Some form of socialism is the accepted norm these days in
European nations, where it partners in various ways with free-market capitalism
without apparent detriment to the economic well-being of actual people—even the
very wealthy. It thrives, indeed, in our own country, in multiple unacknowledged
ways. The so-called entitlements that constitute our indispensible social
safety net go unrecognized as socialist programs by many who depend on them:
“Get your government hands off my Medicare!” Yet even these are now under
attack by the right-wing, supposedly conservative politicians who are in ascendancy—those
same politicians who have been elected, and are passionately supported by those
who deplore big government and rail against taxation.
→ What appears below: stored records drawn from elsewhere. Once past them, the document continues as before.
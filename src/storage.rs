use parking_lot::RwLock;
use serde::{Deserialize, Serialize};
use serenity::model::id::{GuildId, RoleId};
use std::collections::HashMap;
use std::path::{Path, PathBuf};
use tokio::fs;
use tokio::io::AsyncWriteExt;
use tokio::sync::Mutex;
use tracing::{debug, info, warn};

use crate::error::{AudioError, AudioResult};

pub const MAX_VOLUME: u16 = 200;
pub const DEFAULT_VOLUME: u16 = 100;

/// Configuración persistida por servidor, independiente de la sesión de audio
#[derive(Debug, Clone, PartialEq, Eq, Serialize, Deserialize)]
pub struct GuildSettings {
    pub guild_id: u64,
    pub volume_percent: u16,
    pub dj_role_id: Option<u64>,
}

impl GuildSettings {
    fn new(guild_id: GuildId, volume_percent: u16) -> Self {
        Self {
            guild_id: guild_id.get(),
            volume_percent,
            dj_role_id: None,
        }
    }
}

/// Durable per-guild volume and DJ role settings.
///
/// Every write reaches disk (write to a temp file, fsync, rename) before the
/// in-memory copy is updated, so a failed write leaves the previous value in
/// place and a successful one is immediately visible to readers.
pub struct SettingsStore {
    data_dir: PathBuf,
    default_volume: u16,
    cache: RwLock<HashMap<GuildId, GuildSettings>>,
    write_lock: Mutex<()>,
}

impl SettingsStore {
    pub async fn new(data_dir: PathBuf, default_volume: u16) -> AudioResult<Self> {
        if default_volume > MAX_VOLUME {
            return Err(AudioError::validation(format!(
                "el volumen por defecto debe estar entre 0 y {}",
                MAX_VOLUME
            )));
        }

        let guilds_dir = data_dir.join("guilds");
        fs::create_dir_all(&guilds_dir).await?;

        info!("📁 Settings inicializados en: {}", data_dir.display());

        let store = Self {
            data_dir,
            default_volume,
            cache: RwLock::new(HashMap::new()),
            write_lock: Mutex::new(()),
        };

        store.load_all().await?;

        Ok(store)
    }

    /// Obtiene la configuración de un servidor (valores por defecto si no existe)
    pub fn settings(&self, guild_id: GuildId) -> GuildSettings {
        self.cache
            .read()
            .get(&guild_id)
            .cloned()
            .unwrap_or_else(|| GuildSettings::new(guild_id, self.default_volume))
    }

    pub fn volume(&self, guild_id: GuildId) -> u16 {
        self.settings(guild_id).volume_percent
    }

    pub fn dj_role(&self, guild_id: GuildId) -> Option<RoleId> {
        self.settings(guild_id)
            .dj_role_id
            .filter(|id| *id != 0)
            .map(RoleId::new)
    }

    /// Actualiza el volumen persistido. Fuera de [0, 200] no modifica nada.
    pub async fn set_volume(&self, guild_id: GuildId, percent: i64) -> AudioResult<u16> {
        let volume = u16::try_from(percent)
            .ok()
            .filter(|v| *v <= MAX_VOLUME)
            .ok_or_else(|| {
                AudioError::validation(format!(
                    "el volumen debe estar entre 0 y {} (recibido {})",
                    MAX_VOLUME, percent
                ))
            })?;

        let _guard = self.write_lock.lock().await;
        let mut settings = self.settings(guild_id);
        settings.volume_percent = volume;
        self.persist(settings).await?;

        info!("🔊 Volumen de guild {} guardado en {}%", guild_id, volume);
        Ok(volume)
    }

    /// Actualiza (o limpia con `None`) el rol de DJ de un servidor
    pub async fn set_dj_role(&self, guild_id: GuildId, role_id: Option<RoleId>) -> AudioResult<()> {
        let _guard = self.write_lock.lock().await;
        let mut settings = self.settings(guild_id);
        settings.dj_role_id = role_id.map(|r| r.get());
        self.persist(settings).await?;

        match role_id {
            Some(role) => info!("🎧 Rol DJ de guild {} establecido: {}", guild_id, role),
            None => info!("🎧 Rol DJ de guild {} eliminado", guild_id),
        }
        Ok(())
    }

    // Métodos privados

    async fn persist(&self, settings: GuildSettings) -> AudioResult<()> {
        let guild_id = GuildId::new(settings.guild_id);
        let path = self.guild_file_path(guild_id);
        let content = serde_json::to_string_pretty(&settings)
            .map_err(|e| AudioError::Storage(e.to_string()))?;

        write_durable(&path, content.as_bytes()).await?;
        self.cache.write().insert(guild_id, settings);

        debug!("💾 Configuración persistida para guild {}", guild_id);
        Ok(())
    }

    async fn load_all(&self) -> AudioResult<()> {
        let guilds_dir = self.data_dir.join("guilds");
        let mut files = fs::read_dir(&guilds_dir).await?;
        let mut loaded = HashMap::new();

        while let Some(entry) = files.next_entry().await? {
            let path = entry.path();

            if path.extension().map_or(true, |ext| ext != "json") {
                continue;
            }

            match load_settings_file(&path).await {
                Ok(settings) if settings.guild_id == 0 => {
                    warn!("Guild id 0 en {}, se ignora el archivo", path.display());
                }
                Ok(settings) if settings.volume_percent <= MAX_VOLUME => {
                    loaded.insert(GuildId::new(settings.guild_id), settings);
                }
                Ok(settings) => {
                    warn!(
                        "Volumen inválido ({}) en {}, se ignora el archivo",
                        settings.volume_percent,
                        path.display()
                    );
                }
                Err(e) => {
                    warn!("Error cargando {}: {}", path.display(), e);
                }
            }
        }

        if !loaded.is_empty() {
            info!("📂 Cargadas {} configuraciones de servidor", loaded.len());
        }

        *self.cache.write() = loaded;
        Ok(())
    }

    fn guild_file_path(&self, guild_id: GuildId) -> PathBuf {
        self.data_dir
            .join("guilds")
            .join(format!("guild_{}.json", guild_id))
    }
}

async fn load_settings_file(path: &Path) -> AudioResult<GuildSettings> {
    let content = fs::read_to_string(path).await?;
    serde_json::from_str(&content).map_err(|e| AudioError::Storage(e.to_string()))
}

/// Escribe a un archivo temporal, sincroniza y renombra sobre el destino
pub(crate) async fn write_durable(path: &Path, content: &[u8]) -> AudioResult<()> {
    let tmp = path.with_extension("json.tmp");

    let mut file = fs::File::create(&tmp).await?;
    file.write_all(content).await?;
    file.sync_all().await?;
    drop(file);

    fs::rename(&tmp, path).await?;
    Ok(())
}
The great question remains unanswered: if the primary and
avowed purpose of the current administration is the “deconstruction” of the
underpinnings of a civilized society, and if they are successful in this
attack, what will happen to those who were duped into unwittingly supporting
them in this endeavor? When will
our new would-be emperor be exposed as a man of unmitigated ignorance and
greed? What innocent child is going to point to his parade and say: “But, Ma,
he has no clothes.”
It seems to me that first we’re going to have to recognize
some rights beyond our own, to accept a common responsibility for our fellow
human beings. We need to educate our young people in a serious way about the
history and the true meaning of socialism; and to become, in our personal and
political lives, just a little bit more socialist ourselves. In the real sense
of that much-maligned, much-despised, much-mistrusted word.